Assigned task
Write down every entry once more, exactly as it reads.

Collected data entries
· · · · · · ·

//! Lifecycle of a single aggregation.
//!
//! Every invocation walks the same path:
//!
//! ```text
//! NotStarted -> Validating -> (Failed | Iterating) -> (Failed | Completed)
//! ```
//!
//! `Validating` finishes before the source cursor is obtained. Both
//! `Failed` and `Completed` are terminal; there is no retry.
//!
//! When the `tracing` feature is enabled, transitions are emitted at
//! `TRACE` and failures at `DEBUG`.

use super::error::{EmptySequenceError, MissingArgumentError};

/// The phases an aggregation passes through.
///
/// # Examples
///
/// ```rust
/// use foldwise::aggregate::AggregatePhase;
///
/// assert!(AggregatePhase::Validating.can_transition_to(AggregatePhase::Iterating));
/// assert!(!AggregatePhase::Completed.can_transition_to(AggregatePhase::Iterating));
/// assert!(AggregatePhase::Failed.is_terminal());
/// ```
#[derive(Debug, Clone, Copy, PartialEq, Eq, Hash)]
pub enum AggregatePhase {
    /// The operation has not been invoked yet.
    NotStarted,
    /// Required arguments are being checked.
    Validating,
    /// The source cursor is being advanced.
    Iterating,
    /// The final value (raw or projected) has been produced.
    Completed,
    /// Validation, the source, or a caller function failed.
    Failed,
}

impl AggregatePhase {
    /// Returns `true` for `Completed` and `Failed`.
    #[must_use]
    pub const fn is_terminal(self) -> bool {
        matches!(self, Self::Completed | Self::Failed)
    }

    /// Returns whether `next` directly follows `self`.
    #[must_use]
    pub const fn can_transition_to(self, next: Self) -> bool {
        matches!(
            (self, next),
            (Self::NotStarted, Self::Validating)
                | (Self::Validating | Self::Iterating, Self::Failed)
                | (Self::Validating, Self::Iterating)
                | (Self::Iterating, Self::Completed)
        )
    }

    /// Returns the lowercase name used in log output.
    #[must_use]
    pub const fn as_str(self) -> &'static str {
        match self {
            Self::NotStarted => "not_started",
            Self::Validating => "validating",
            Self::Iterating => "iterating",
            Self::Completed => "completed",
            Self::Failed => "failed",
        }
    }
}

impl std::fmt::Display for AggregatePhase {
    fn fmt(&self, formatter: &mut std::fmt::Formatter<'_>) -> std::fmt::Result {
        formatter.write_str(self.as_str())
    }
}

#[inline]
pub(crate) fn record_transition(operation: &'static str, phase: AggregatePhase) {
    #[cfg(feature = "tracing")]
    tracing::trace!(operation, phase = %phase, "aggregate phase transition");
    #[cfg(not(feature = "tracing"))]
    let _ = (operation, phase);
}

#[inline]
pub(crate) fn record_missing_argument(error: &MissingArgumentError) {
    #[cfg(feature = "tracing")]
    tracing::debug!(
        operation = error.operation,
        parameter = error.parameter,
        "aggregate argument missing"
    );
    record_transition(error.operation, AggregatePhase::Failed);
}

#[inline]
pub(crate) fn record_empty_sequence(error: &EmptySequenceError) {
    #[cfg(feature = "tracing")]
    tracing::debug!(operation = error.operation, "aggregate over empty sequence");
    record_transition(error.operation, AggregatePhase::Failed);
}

· · · · · · ·

Solution
//! Lifecycle of a single aggregation.
//!
//! Every invocation walks the same path:
//!
//! ```text
//! NotStarted -> Validating -> (Failed | Iterating) -> (Failed | Completed)
//! ```
//!
//! `Validating` finishes before the source cursor is obtained. Both
//! `Failed` and `Completed` are terminal; there is no retry.
//!
//! When the `tracing` feature is enabled, transitions are emitted at
//! `TRACE` and failures at `DEBUG`.

use super::error::{EmptySequenceError, MissingArgumentError};

/// The phases an aggregation passes through.
///
/// # Examples
///
/// ```rust
/// use foldwise::aggregate::AggregatePhase;
///
/// assert!(AggregatePhase::Validating.can_transition_to(AggregatePhase::Iterating));
/// assert!(!AggregatePhase::Completed.can_transition_to(AggregatePhase::Iterating));
/// assert!(AggregatePhase::Failed.is_terminal());
/// ```
#[derive(Debug, Clone, Copy, PartialEq, Eq, Hash)]
pub enum AggregatePhase {
    /// The operation has not been invoked yet.
    NotStarted,
    /// Required arguments are being checked.
    Validating,
    /// The source cursor is being advanced.
    Iterating,
    /// The final value (raw or projected) has been produced.
    Completed,
    /// Validation, the source, or a caller function failed.
    Failed,
}

impl AggregatePhase {
    /// Returns `true` for `Completed` and `Failed`.
    #[must_use]
    pub const fn is_terminal(self) -> bool {
        matches!(self, Self::Completed | Self::Failed)
    }

    /// Returns whether `next` directly follows `self`.
    #[must_use]
    pub const fn can_transition_to(self, next: Self) -> bool {
        matches!(
            (self, next),
            (Self::NotStarted, Self::Validating)
                | (Self::Validating | Self::Iterating, Self::Failed)
                | (Self::Validating, Self::Iterating)
                | (Self::Iterating, Self::Completed)
        )
    }

    /// Returns the lowercase name used in log output.
    #[must_use]
    pub const fn as_str(self) -> &'static str {
        match self {
            Self::NotStarted => "not_started",
            Self::Validating => "validating",
            Self::Iterating => "iterating",
            Self::Completed => "completed",
            Self::Failed => "failed",
        }
    }
}

impl std::fmt::Display for AggregatePhase {
    fn fmt(&self, formatter: &mut std::fmt::Formatter<'_>) -> std::fmt::Result {
        formatter.write_str(self.as_str())
    }
}

#[inline]
pub(crate) fn record_transition(operation: &'static str, phase: AggregatePhase) {
    #[cfg(feature = "tracing")]
    tracing::trace!(operation, phase = %phase, "aggregate phase transition");
    #[cfg(not(feature = "tracing"))]
    let _ = (operation, phase);
}

#[inline]
pub(crate) fn record_missing_argument(error: &MissingArgumentError) {
    #[cfg(feature = "tracing")]
    tracing::debug!(
        operation = error.operation,
        parameter = error.parameter,
        "aggregate argument missing"
    );
    record_transition(error.operation, AggregatePhase::Failed);
}

#[inline]
pub(crate) fn record_empty_sequence(error: &EmptySequenceError) {
    #[cfg(feature = "tracing")]
    tracing::debug!(operation = error.operation, "aggregate over empty sequence");
    record_transition(error.operation, AggregatePhase::Failed);
}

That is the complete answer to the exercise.